Если они и сейчас отрядят кого-то за мной шпионить, я не стану скрывать это, а расскажу шефу, он уж будет знать, что делать, он, однажды назвавший меня своим единственным другом. На худой конец я могу и здесь запереться, на оба замка и засов можно положиться, их не так-то легко сломать, и всему, что мне предстоит, придется остаться снаружи и ждать. К насилию они навряд ли прибегнут, но если на это пойдут, то и я могу устроить им хорошенький сюрпризец, достаточно одного удара моей серпетки — откинуть назад голову и сильный поперечный разрез слева направо.

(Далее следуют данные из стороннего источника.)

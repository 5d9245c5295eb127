//! APIcast alerting rules

use amp_options::Validate;
use amp_options::component::apicast::{APICAST_COMPONENT, ApicastOptions};
use amp_options::labels::{self, LabelMap};
use amp_spec::DEFAULT_APP_LABEL;

use crate::factory::{NAMESPACE_PLACEHOLDER, PLACEHOLDER, RuleFactory};
use crate::rule::{AlertRule, RuleBundle, Severity, minutes};

pub struct ApicastRuleFactory;

pub fn new_apicast_rule_factory() -> Box<dyn RuleFactory> {
    Box::new(ApicastRuleFactory)
}

impl RuleFactory for ApicastRuleFactory {
    fn subsystem(&self) -> &'static str {
        APICAST_COMPONENT
    }

    fn rule_bundle(&self) -> RuleBundle {
        let options = synthetic_options();
        options
            .validate()
            .unwrap_or_else(|e| panic!("synthetic apicast options are invalid: {e}"));
        apicast_rule_bundle(&options)
    }
}

fn synthetic_options() -> ApicastOptions {
    ApicastOptions {
        image_tag: PLACEHOLDER.into(),
        management_api: PLACEHOLDER.into(),
        openssl_verify: PLACEHOLDER.into(),
        response_codes: PLACEHOLDER.into(),
        common_labels: labels::common_labels(DEFAULT_APP_LABEL, APICAST_COMPONENT),
        common_staging_labels: LabelMap::new(),
        common_production_labels: LabelMap::new(),
        staging_pod_template_labels: LabelMap::new(),
        production_pod_template_labels: LabelMap::new(),
        namespace: NAMESPACE_PLACEHOLDER.into(),
        ..Default::default()
    }
}

/// Rule bundle for a resolved APIcast options record.
pub fn apicast_rule_bundle(options: &ApicastOptions) -> RuleBundle {
    let ns = options.namespace.as_str();
    let rules = vec![
        AlertRule::new(
            "ThreescaleApicastJobDown",
            format!(r#"up{{job=~".*/apicast-production|.*/apicast-staging",namespace="{ns}"}} == 0"#),
            minutes(1),
            Severity::Critical,
        )
        .with_summary("Job {{ $labels.job }} on {{ $labels.namespace }} is DOWN")
        .with_description("Job {{ $labels.job }} on {{ $labels.namespace }} is DOWN"),
        AlertRule::new(
            "ThreescaleApicastRequestTime",
            format!(
                "sum(rate(total_response_time_seconds_bucket{{namespace='{ns}', pod=~'apicast-production.*'}}[1m])) by (pod) - sum(rate(total_response_time_seconds_bucket{{namespace='{ns}', pod=~'apicast-production.*', le='1'}}[1m])) by (pod) > 1"
            ),
            minutes(5),
            Severity::Warning,
        )
        .with_summary("Request on instance {{ $labels.instance }} is taking more than one second to process the requests")
        .with_description("High number of request taking more than a second to be processed"),
        AlertRule::new(
            "ThreescaleApicastHttp4xxErrorRate",
            format!(
                r#"sum(rate(apicast_status{{namespace='{ns}', status=~"^4.."}}[1m])) / sum(rate(apicast_status{{namespace='{ns}'}}[1m])) * 100 > 5"#
            ),
            minutes(5),
            Severity::Warning,
        )
        .with_summary("APICast high HTTP 4XX error rate (instance {{ $labels.instance }})")
        .with_description("The number of request with 4XX is bigger than the 5% of total request."),
        AlertRule::new(
            "ThreescaleApicastLatencyHigh",
            format!(
                "histogram_quantile(0.99, sum(rate(total_response_time_seconds_bucket{{namespace='{ns}',}}[30m])) by (le)) > 5"
            ),
            minutes(5),
            Severity::Warning,
        )
        .with_summary("APICast latency high (instance {{ $labels.instance }})")
        .with_description("APIcast p99 latency is higher than 5 seconds\n  VALUE = {{ $value }}\n  LABELS: {{ $labels }}"),
        AlertRule::new(
            "ThreescaleApicastWorkerRestart",
            format!("changes(worker_process{{namespace='{ns}', pod=~'apicast-production.*'}}[5m]) > 0"),
            minutes(5),
            Severity::Warning,
        )
        .with_summary("A new worker process in Nginx has been started")
        .with_description("A new thread has been started. This could indicate that a worker process has died due to the memory limits being exceeded. Please investigate the memory pressure on pod (instance {{ $labels.instance }})"),
    ];

    RuleBundle::new(APICAST_COMPONENT, ns, crate::bundle_labels(&options.common_labels), rules)
}
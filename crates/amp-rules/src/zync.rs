//! Zync alerting rules

use amp_options::component::zync::{ZYNC_COMPONENT, ZyncOptions};
use amp_options::labels::{self, LabelMap};
use amp_options::Validate;
use amp_spec::DEFAULT_APP_LABEL;

use crate::factory::{NAMESPACE_PLACEHOLDER, PLACEHOLDER, RuleFactory};
use crate::rule::{AlertRule, RuleBundle, Severity, minutes};

/// Que queue depth above which the queue is considered backed up.
const QUE_JOB_COUNT_THRESHOLD: u32 = 250;

/// 5XX responses per minute above which zync is considered unhealthy.
const SERVER_ERRORS_PER_MINUTE_THRESHOLD: u32 = 50;

pub struct ZyncRuleFactory;

pub fn new_zync_rule_factory() -> Box<dyn RuleFactory> {
    Box::new(ZyncRuleFactory)
}

impl RuleFactory for ZyncRuleFactory {
    fn subsystem(&self) -> &'static str {
        ZYNC_COMPONENT
    }

    fn rule_bundle(&self) -> RuleBundle {
        let options = synthetic_options();
        options
            .validate()
            .unwrap_or_else(|e| panic!("synthetic zync options are invalid: {e}"));
        zync_rule_bundle(&options)
    }
}

/// Options with just enough content to pass structural validation.
fn synthetic_options() -> ZyncOptions {
    ZyncOptions {
        image_tag: PLACEHOLDER.into(),
        database_image_tag: PLACEHOLDER.into(),
        authentication_token: PLACEHOLDER.into(),
        database_password: PLACEHOLDER.into(),
        secret_key_base: PLACEHOLDER.into(),
        database_url: PLACEHOLDER.into(),
        common_labels: labels::common_labels(DEFAULT_APP_LABEL, ZYNC_COMPONENT),
        common_zync_labels: LabelMap::new(),
        common_zync_que_labels: LabelMap::new(),
        common_zync_database_labels: LabelMap::new(),
        zync_pod_template_labels: LabelMap::new(),
        zync_que_pod_template_labels: LabelMap::new(),
        zync_database_pod_template_labels: LabelMap::new(),
        namespace: NAMESPACE_PLACEHOLDER.into(),
        ..Default::default()
    }
}

fn que_job_count_rule(alert: &str, job_type: &str, namespace: &str) -> AlertRule {
    AlertRule::new(
        alert,
        format!(
            "max(que_jobs_scheduled_total{{pod=~'zync-que.*',type='{job_type}',namespace='{namespace}'}}) by (namespace,job,exported_job) > {QUE_JOB_COUNT_THRESHOLD}"
        ),
        minutes(1),
        Severity::Warning,
    )
    .with_summary(&format!(
        "Job {{{{ $labels.job }}}} on {{{{ $labels.namespace }}}} has a high number of {job_type} jobs"
    ))
    .with_description(&format!(
        "Job {{{{ $labels.job }}}} on {{{{ $labels.namespace }}}} has more than {QUE_JOB_COUNT_THRESHOLD} {job_type} jobs"
    ))
}

/// Rule bundle for a resolved zync options record.
pub fn zync_rule_bundle(options: &ZyncOptions) -> RuleBundle {
    let ns = options.namespace.as_str();
    let rules = vec![
        AlertRule::new(
            "ThreescaleZyncJobDown",
            format!(r#"up{{job=~".*/zync",namespace="{ns}"}} == 0"#),
            minutes(1),
            Severity::Critical,
        )
        .with_summary("Job {{ $labels.job }} on {{ $labels.namespace }} is DOWN")
        .with_description("Job {{ $labels.job }} on {{ $labels.namespace }} is DOWN"),
        AlertRule::new(
            "ThreescaleZyncQueJobDown",
            format!(r#"up{{job=~".*/zync-que",namespace="{ns}"}} == 0"#),
            minutes(1),
            Severity::Critical,
        )
        .with_summary("Job {{ $labels.job }} on {{ $labels.namespace }} is DOWN")
        .with_description("Job {{ $labels.job }} on {{ $labels.namespace }} is DOWN"),
        que_job_count_rule("ThreescaleZyncQueScheduledJobCountHigh", "scheduled", ns),
        que_job_count_rule("ThreescaleZyncQueFailedJobCountHigh", "failed", ns),
        que_job_count_rule("ThreescaleZyncQueReadyJobCountHigh", "ready", ns),
        AlertRule::new(
            "ThreescaleZync5XXRequestsHigh",
            format!(
                r#"sum(increase(rails_requests_total{{namespace="{ns}",pod=~"zync-[a-z]+-.*",status=~"5[0-9]*"}}[1m])) by (namespace,job) > {SERVER_ERRORS_PER_MINUTE_THRESHOLD}"#
            ),
            minutes(1),
            Severity::Warning,
        )
        .with_summary("Job {{ $labels.job }} on {{ $labels.namespace }} has more than 50 HTTP 5xx requests in the last minute")
        .with_description("Job {{ $labels.job }} on {{ $labels.namespace }} has more than 50 HTTP 5xx requests in the last minute"),
    ];

    RuleBundle::new(ZYNC_COMPONENT, ns, crate::bundle_labels(&options.common_labels), rules)
}
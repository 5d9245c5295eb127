//! Per-subsystem option resolvers

pub mod apicast;
pub mod zync;

use amp_spec::ResourceRequirements;
use serde::Serialize;

use crate::Result;
use crate::validation::Validate;

pub use apicast::ApicastOptionsProvider;
pub use zync::ZyncOptionsProvider;

/// A resolver producing the validated options record of one subsystem.
pub trait OptionsProvider {
    type Options: Validate + Serialize;

    /// Subsystem name, e.g. `zync`
    fn component(&self) -> &'static str;

    fn get_options(&self) -> Result<Self::Options>;
}

/// Resource requirements of one container.
///
/// An explicit per-container value in the spec wins. Otherwise the computed
/// default applies when requirements are enabled globally, and the result is
/// empty when they are not.
pub fn resolve_resource_requirements(
    enabled: bool,
    default: fn() -> ResourceRequirements,
    explicit: Option<&ResourceRequirements>,
) -> ResourceRequirements {
    match explicit {
        Some(requirements) => requirements.clone(),
        None if enabled => default(),
        None => ResourceRequirements::default(),
    }
}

Картофельный салат и тефтели; какие они рыхлые и как крошатся, Лизбет, конечно, здорово переложила в них хлеба, в буфете на станции они тверже, старее и тверже. Если бы распоряжался не шеф, то Лизбет, верно, уже завтра пришлось бы убраться из Холленхузена, она и я были бы первыми, кого отсюда попросили бы, но пока что еще он решает, кому можно оставаться в сарае для инвентаря, и его воли достаточно, чтобы Лизбет сохранила свою комнату там, в крепости. Там много пустых комнат, не знаю, право, сколько их за это время набралось, но еще тогда, при въезде, оказалось несколько лишних комнат, впрочем, это меня не касается; мне не было жизни в крепости, я никогда не возвращусь в тот подвал.